Step	Hyp	Ref	Expression
1		abid 2454	. . 3 |- ( y e. { y | ph } <-> ph )
2	1	sbcbii 3391	. 2 |- ( [. A / x ]. y e. { y | ph } <-> [. A / x ]. ph )
3		sbcel2 3831	. 2 |- ( [. A / x ]. y e. { y | ph } <-> y e. [_ A / x ]_ { y | ph } )
4	2, 3	bitr3i 251	1 |- ( [. A / x ]. ph <-> y e. [_ A / x ]_ { y | ph } )
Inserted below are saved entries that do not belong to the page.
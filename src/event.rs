use crate::{notify::Notification, song::Song};
use std::sync::{
    atomic::{AtomicU64, Ordering},
    Arc,
};
use tokio::sync::broadcast::error::{RecvError, TryRecvError};
use tokio::sync::broadcast::{self, Receiver, Sender};

/// Identifies one playback attempt within a guild. Events from superseded
/// attempts carry an older id and are ignored by the player.
pub type PlaybackId = u64;

#[derive(Clone, Debug, PartialEq)]
pub enum SourceEvent {
    /// Enough large chunks exist for delivery to begin
    BufferReady,

    /// Output stream ended after the last chunk was delivered
    Finished,

    /// Acquisition or chunk reads gave up
    Fatal { diagnostic: String },
}

#[derive(Clone, Debug, PartialEq)]
pub enum ProcessorEvent {
    /// A (re)built effect pipeline produced its first output
    PipelineReady,

    /// A pipeline stage failed outside of a clean teardown
    Fatal { diagnostic: String },
}

#[derive(Clone, Debug)]
pub enum PlayerEvent {
    Connected,
    Disconnected,
    NowPlaying { playback: PlaybackId, song: Song },
    Paused,
    Resumed,
    SongFinished { song: Song, fatal: bool },

    /// Queue ran dry after a song finished
    Idle,

    /// Playback was requested from idle but nothing is queued
    NothingToPlay,
}

#[derive(Clone, Debug)]
pub enum Event {
    Source {
        playback: PlaybackId,
        event: SourceEvent,
    },
    Processor {
        playback: PlaybackId,
        event: ProcessorEvent,
    },
    Player(PlayerEvent),
    Notification(Notification),
}

#[derive(Clone)]
pub struct EventBus {
    tx: Sender<Event>,
    next_playback: Arc<AtomicU64>,
}

impl Default for EventBus {
    fn default() -> Self {
        Self::new()
    }
}

impl EventBus {
    pub fn new() -> Self {
        let (tx, _rx) = broadcast::channel::<Event>(100);
        Self {
            tx,
            next_playback: Arc::new(AtomicU64::new(1)),
        }
    }

    pub fn send(&self, event: Event) {
        // Having no subscribers is not an error for a status bus
        if let Err(e) = self.tx.send(event) {
            trace!("Event dropped, no subscribers: {:?}", e.0);
        }
    }

    pub fn subscribe(&self) -> Subscriber {
        Subscriber::new(self.tx.subscribe())
    }

    /// Allocates the id for a new playback attempt.
    pub fn next_playback_id(&self) -> PlaybackId {
        self.next_playback.fetch_add(1, Ordering::Relaxed)
    }
}

pub struct Subscriber {
    rx: Receiver<Event>,
}

impl Subscriber {
    pub fn new(rx: Receiver<Event>) -> Self {
        Self { rx }
    }

    pub fn try_recv(&mut self) -> Result<Event, TryRecvError> {
        self.rx.try_recv()
    }

    /// Waits for the next event. Returns `None` once every bus handle is gone.
    pub async fn recv(&mut self) -> Option<Event> {
        loop {
            match self.rx.recv().await {
                Ok(event) => break Some(event),
                Err(RecvError::Closed) => break None,
                Err(RecvError::Lagged(skipped)) => {
                    warn!(
                        "EventBus::Subscriber lagging behind senders, skipping {skipped} messages"
                    );
                }
            }
        }
    }
}

pub fn debug(bus: &EventBus) {
    let bus = bus.clone();
    tokio::spawn(async move {
        let mut bus = bus.subscribe();
        while let Some(event) = bus.recv().await {
            debug!("Received event: {:?}", event);
        }
    });
}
Syntax hints:   <-> wb 184   e. wcel 1767   {cab 2452   [.wsbc 3331   [_csb 3435

This theorem was proved from axioms:  ax-mp 5  ax-1 6  ax-2 7  ax-3 8  ax-gen 1601  ax-4 1612  ax-5 1680  ax-6 1719  ax-7 1739  ax-10 1786  ax-11 1791  ax-12 1803  ax-13 1968  ax-ext 2445

This theorem depends on definitions:  df-bi 185  df-or 370  df-an 371  df-tru 1382  df-fal 1385  df-ex 1597  df-nf 1600  df-sb 1712  df-clab 2453  df-cleq 2459  df-clel 2462  df-nfc 2617  df-v 3115  df-sbc 3332  df-csb 3436  df-dif 3479  df-in 3483  df-ss 3490  df-nul 3786

This theorem is referenced by: (None)